Pero incluso en esos días, la vida — terca y luminosa— insiste en abrirse paso. República Dominicana ha aprendido, a lo largo del tiempo, a caminar con cicatrices. Ha llorado pérdidas, ha enfrentado golpes, y sin embargo, sigue de pie. En medio de la adversidad, cuando parece que todo se quiebra, lo esencial se revela en el valor de la gente. Hoy más que nunca debemos ejercer el arte de mirar al otro. No con prisa ni indiferencia, sino con la empatía que construye futuro.
Este país tiene por delante retos grandes, sí.
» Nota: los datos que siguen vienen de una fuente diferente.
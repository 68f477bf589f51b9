use std::path::PathBuf;

use serde::{Deserialize, Serialize};

#[derive(Debug, Default, Serialize, Deserialize)]
#[serde(default)]
/// Persisted UI/application settings for ImageSpark.
pub struct AppConfig {
    pub window_width: Option<f32>,
    pub window_height: Option<f32>,
    /// `"light"` forces light mode; anything else means dark.
    pub theme: Option<String>,
    /// Bare username string; there is no verification behind it.
    pub username: Option<String>,
    pub backend_endpoint: Option<String>,
    pub backend_api_key: Option<String>,
}

impl AppConfig {
    /// Returns the user config file path, if a config directory is available.
    pub fn config_path() -> Option<PathBuf> {
        dirs::config_dir().map(|d| d.join("imagespark").join("config.toml"))
    }

    /// Loads config from disk, falling back to defaults on any error.
    pub fn load() -> Self {
        let Some(path) = Self::config_path() else {
            return Self::default();
        };
        let Ok(contents) = std::fs::read_to_string(&path) else {
            return Self::default();
        };
        toml::from_str(&contents).unwrap_or_default()
    }

    /// Writes config to disk, ignoring filesystem/serialization errors.
    pub fn save(&self) {
        let Some(path) = Self::config_path() else {
            return;
        };
        if let Some(parent) = path.parent() {
            let _ = std::fs::create_dir_all(parent);
        }
        if let Ok(s) = toml::to_string_pretty(self) {
            let _ = std::fs::write(&path, s);
        }
    }

    pub fn dark_mode(&self) -> bool {
        self.theme.as_deref() != Some("light")
    }

    /// Endpoint and key for the hosted backend, with env overrides.
    pub fn backend_settings(&self) -> (String, String) {
        let endpoint = std::env::var("IMAGESPARK_ENDPOINT")
            .ok()
            .or_else(|| self.backend_endpoint.clone())
            .unwrap_or_else(|| "https://api.imagespark.dev/v1/generate".to_string());
        let api_key = std::env::var("IMAGESPARK_API_KEY")
            .ok()
            .or_else(|| self.backend_api_key.clone())
            .unwrap_or_default();
        (endpoint, api_key)
    }
}

#[cfg(test)]
mod tests {
    use super::*;

    #[test]
    fn dark_mode_is_the_default_theme() {
        assert!(AppConfig::default().dark_mode());
        let light = AppConfig {
            theme: Some("light".to_string()),
            ..Default::default()
        };
        assert!(!light.dark_mode());
    }

    #[test]
    fn config_round_trips_through_toml() {
        let config = AppConfig {
            username: Some("ada".to_string()),
            theme: Some("light".to_string()),
            ..Default::default()
        };
        let text = toml::to_string_pretty(&config).unwrap();
        let parsed: AppConfig = toml::from_str(&text).unwrap();
        assert_eq!(parsed.username.as_deref(), Some("ada"));
        assert_eq!(parsed.theme.as_deref(), Some("light"));
    }
}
Pero también tiene una reserva infinita de dignidad, de voluntad y de sueños. República Dominicana ha aprendido a caminar entre heridas. Lo ha hecho muchas veces.
Y ese aprendizaje no ha sido en vano. Ha forjado un pueblo que no se deja consumir por el miedo. La vida continúa, incluso cuando duele. Y si va a continuar, que lo haga con propósito. Que el paso siguiente no sea automático, sino decidido. Más humano. Más justo.
Más consciente de lo que vale la pena cuidar. Porque la esperanza no se impone. Se elige. Y este país, con todo y sus heridas, sigue eligiéndola. Ahora es tiempo de volver a mirar hacia adelante. No desde la evasión, sino desde la conciencia de que hay un país que no puede detenerse.